Your assignment:
Write out only the opening lines of the entries, through the line with "#[instrument(skip_all, fields(cwd = %cwd.display()))]".

Data shown:
impl ScaffoldService {
    pub fn new(
        filesystem: Box<dyn Filesystem>,
        prompter: Box<dyn Prompter>,
        runner: Box<dyn CommandRunner>,
    ) -> Self {
        Self {
            filesystem,
            prompter,
            runner,
        }
    }

    // -------------------------------------------------------------------------
    // Create project
    // -------------------------------------------------------------------------

    /// Settle every question about a new project under `cwd`.
    #[instrument(skip_all, fields(cwd = %cwd.display()))]
    pub fn prepare_project(
        &self,
        cwd: &Path,
        options: &CreateOptions,
        config: &MomoConfig,
        momo_version: &str,
    ) -> MomoResult<ProjectPlan> {
        let discovery = WorkspaceDiscovery::new(self.filesystem.as_ref());
        if let Some(root) = discovery.find_project_root(cwd) {
            return Err(ApplicationError::AlreadyInsideProject { root }.into());
        }

        let requested = match &options.name {
            Some(name) => name.clone(),
            None => self.ask_input("What is the name of your monorepo?", DEFAULT_PROJECT_NAME)?,
        };

        let (name, root, in_place) = if requested == "." {
            let name = cwd
                .file_name()
                .and_then(|n| n.to_str())
                .unwrap_or_default()
                .to_string();
            (name, cwd.to_path_buf(), true)
        } else {
            validator::package_name(&requested)?;
            let root = cwd.join(&requested);
            (requested, root, false)
        };
        debug!(name = %name, root = %root.display(), "Project target");

        let creates_root = !self.filesystem.exists(&root);
        if !creates_root && !options.force {
            self.confirm_non_empty(&root, &name, in_place)?;
        }

        let scope = match &options.scope {
            Some(scope) => scope.clone(),
            None => {
                let default = if config.preferred_scope().is_empty() {
                    validator::scope_from_project_name(&name)
                } else {
                    config.preferred_scope().to_string()
                };
                self.ask_input("What is the package scope?", &default)?
            }
        };
        validator::scope(&scope)?;

        let manager = match options.manager {
            Some(manager) => manager,
            None => {
                let detected = options
                    .user_agent
                    .as_deref()
                    .map(PackageManager::from_user_agent)
                    .unwrap_or_default();
                self.ask_manager(detected)?
            }
        };

        let manager_version = self.manager_version(manager);
        let structure = project_structure(&root, &name, &scope, manager, &manager_version, momo_version);
        structure.validate()?;

        Ok(ProjectPlan {
            name,
            scope,
            manager,
            manager_version,
            in_place,
            creates_root,
            structure,
        })
    }

    /// Write a prepared project. A root created by this call is removed
    /// again if any write fails.
    #[instrument(skip_all, fields(root = %plan.root().display()))]
    pub fn write_project(&self, plan: &ProjectPlan) -> MomoResult<()> {
        let rollback = plan.creates_root.then(|| plan.root().to_path_buf());
        self.write_structure(&plan.structure, rollback.as_deref())?;
        info!(project = %plan.name, "Project scaffolded");
        Ok(())
    }

    /// `<pm> --version`, or the known fallback when that fails.
    pub fn manager_version(&self, manager: PackageManager) -> String {
        let probe = CommandSpec::new(manager.as_str(), ".").arg("--version");
        match self.runner.output(&probe) {
            Ok(out) if !out.trim().is_empty() => out.trim().to_string(),
            Ok(_) => manager.fallback_version().to_string(),
            Err(e) => {
                debug!(error = %e, manager = %manager, "Version probe failed, using fallback");
                manager.fallback_version().to_string()
            }
        }
    }

    // -------------------------------------------------------------------------
    // Add component
    // -------------------------------------------------------------------------

    /// Settle every question about a new app or package.
    #[instrument(skip_all, fields(cwd = %cwd.display(), kind = %kind))]
    pub fn prepare_component(
        &self,
        cwd: &Path,
        kind: MemberKind,
        options: &ComponentOptions,
        config: &MomoConfig,
    ) -> MomoResult<ComponentPlan> {
        let discovery = WorkspaceDiscovery::new(self.filesystem.as_ref());
        let root = discovery
            .find_project_root(cwd)
            .ok_or_else(|| ApplicationError::NotAProjectRoot {
                dir: cwd.to_path_buf(),
            })?;

        let name = match &options.name {
            Some(name) => name.clone(),
            None => self.ask_input(&format!("What is the name of your {kind}?"), "")?,
        };
        validator::package_name(&name)?;

        // `@scope/ui` lives in `packages/ui`
        let dir_name = name.rsplit('/').next().unwrap_or(&name).to_string();
        let relative = PathBuf::from(kind.root_dir()).join(&dir_name);
        let path = root.join(&relative);
        if self.filesystem.exists(&path) {
            return Err(DomainError::MemberExists { kind, name, path }.into());
        }

        let flavor = match options.flavor {
            Some(flavor) => flavor,
            None => self.ask_flavor()?,
        };

        let mut structure = ProjectStructure::new(&root)
            .with_json(relative.join(MANIFEST_FILE), &blueprint::member_package_json(&name))
            .with_json(relative.join("tsconfig.json"), &blueprint::member_tsconfig(flavor))
            .with_directory(relative.join("src"));

        let presets = root.join(CONFIG_TS_DIR);
        if !self.filesystem.exists(&presets.join(MANIFEST_FILE)) {
            structure = structure.with_json(
                Path::new(CONFIG_TS_DIR).join(MANIFEST_FILE),
                &blueprint::config_ts_package_json(&config.scope),
            );
        }
        if !self.filesystem.exists(&presets.join(Flavor::Base.preset_file())) {
            structure = structure.with_json(
                Path::new(CONFIG_TS_DIR).join(Flavor::Base.preset_file()),
                &blueprint::flavor_tsconfig(Flavor::Base),
            );
        }

        let mut added_preset = None;
        if flavor != Flavor::Base && !self.filesystem.exists(&presets.join(flavor.preset_file())) {
            structure = structure.with_json(
                Path::new(CONFIG_TS_DIR).join(flavor.preset_file()),
                &blueprint::flavor_tsconfig(flavor),
            );
            added_preset = Some(flavor);
        }

        structure.validate()?;

        Ok(ComponentPlan {
            kind,
            name,
            flavor,
            path,
            added_preset,
            structure,
        })
    }

    /// Write a prepared component. The member directory is removed again if
    /// any write fails.
    #[instrument(skip_all, fields(member = %plan.name))]
    pub fn write_component(&self, plan: &ComponentPlan) -> MomoResult<()> {
        self.write_structure(&plan.structure, Some(&plan.path))?;
        info!(kind = %plan.kind, flavor = %plan.flavor, "Component added");
        Ok(())
    }

    /// Ask whether a bare `add` should create an app or a package.
    pub fn ask_component_kind(&self) -> MomoResult<MemberKind> {
        let items: Vec<String> = MemberKind::ALL
            .iter()
            .map(|kind| match kind {
                MemberKind::App => format!("Application (in /{})", kind.root_dir()),
                MemberKind::Library => format!("Package (in /{})", kind.root_dir()),
            })
            .collect();

        let index = self
            .prompter
            .select("What do you want to add?", &items, 0)?
            .ok_or(ApplicationError::Cancelled)?;
        MemberKind::ALL
            .get(index)
            .copied()
            .ok_or_else(|| MomoError::Internal {
                message: format!("component kind index {index} out of range"),
            })
    }

    // -------------------------------------------------------------------------
    // Internal Helpers
    // -------------------------------------------------------------------------

    fn ask_input(&self, prompt: &str, default: &str) -> MomoResult<String> {
        self.prompter
            .input(prompt, default)?
            .ok_or_else(|| ApplicationError::Cancelled.into())
    }

    fn ask_manager(&self, detected: PackageManager) -> MomoResult<PackageManager> {
        let items: Vec<String> = PackageManager::ALL
            .iter()
            .map(|pm| pm.label().to_string())
            .collect();
        let default = PackageManager::ALL
            .iter()
            .position(|pm| *pm == detected)
            .unwrap_or_default();

        let index = self
            .prompter
            .select("Which package manager do you want to use?", &items, default)?
            .ok_or(ApplicationError::Cancelled)?;
        PackageManager::ALL
            .get(index)
            .copied()
            .ok_or_else(|| MomoError::Internal {
                message: format!("package manager index {index} out of range"),
            })
    }

    fn ask_flavor(&self) -> MomoResult<Flavor> {
        let items: Vec<String> = Flavor::ALL
            .iter()
            .map(|f| format!("{} - {}", f.as_str(), f.description()))
            .collect();

        let index = self
            .prompter
            .select("Which flavor should it use?", &items, 0)?
            .ok_or(ApplicationError::Cancelled)?;
        Flavor::ALL
            .get(index)
            .copied()
            .ok_or_else(|| MomoError::Internal {
                message: format!("flavor index {index} out of range"),
            })
    }

    /// Ask before scaffolding over existing files. A lone `.git` is fine.
    fn confirm_non_empty(&self, root: &Path, name: &str, in_place: bool) -> MomoResult<()> {
        let entries = self.filesystem.list_entries(root)?;
        if entries.iter().all(|e| e == ".git") {
            return Ok(());
        }

        let label = if in_place { "Current Directory" } else { name };
        let items = vec![
            "Cancel operation".to_string(),
            "Ignore (files might be overwritten)".to_string(),
        ];
        match self
            .prompter
            .select(&format!("Directory \"{label}\" is not empty. Proceed?"), &items, 0)
        {
            Ok(Some(1)) => Ok(()),
            Ok(_) => Err(ApplicationError::Cancelled.into()),
            Err(MomoError::Application(ApplicationError::PromptUnavailable { .. })) => {
                Err(ApplicationError::DirectoryNotEmpty {
                    path: root.to_path_buf(),
                }
                .into())
            }
            Err(e) => Err(e),
        }
    }

    /// Write project structure to filesystem with rollback on failure.
    fn write_structure(&self, structure: &ProjectStructure, rollback: Option<&Path>) -> MomoResult<()> {
        match self.write_all(structure) {
            Ok(()) => {
                info!(entries = structure.entry_count(), "Successfully wrote all files");
                Ok(())
            }
            Err(e) => {
                if let Some(path) = rollback {
                    warn!("Write failed, attempting rollback");
                    self.rollback(path);
                }
                Err(e)
            }
        }
    }

    fn write_all(&self, structure: &ProjectStructure) -> MomoResult<()> {
        self.filesystem.create_dir_all(structure.root())?;

        for entry in structure.entries() {
            let path = structure.root().join(entry.path());
            match entry {
                FsEntry::Directory(_) => self.filesystem.create_dir_all(&path)?,
                FsEntry::File(file) => {
                    if let Some(parent) = path.parent() {
                        self.filesystem.create_dir_all(parent)?;
                    }
                    self.filesystem.write_file(&path, &file.content)?;
                }
            }
        }

        Ok(())
    }

    /// Best-effort rollback on failure.
    fn rollback(&self, root: &Path) {
        if let Err(e) = self.filesystem.remove_dir_all(root) {
            warn!(
                error = %e,
                path = %root.display(),
                "Rollback failed"
            );
        } else {
            info!("Rollback successful");
        }
    }
}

Problem solution:
impl ScaffoldService {
    pub fn new(
        filesystem: Box<dyn Filesystem>,
        prompter: Box<dyn Prompter>,
        runner: Box<dyn CommandRunner>,
    ) -> Self {
        Self {
            filesystem,
            prompter,
            runner,
        }
    }

    // -------------------------------------------------------------------------
    // Create project
    // -------------------------------------------------------------------------

    /// Settle every question about a new project under `cwd`.
    #[instrument(skip_all, fields(cwd = %cwd.display()))]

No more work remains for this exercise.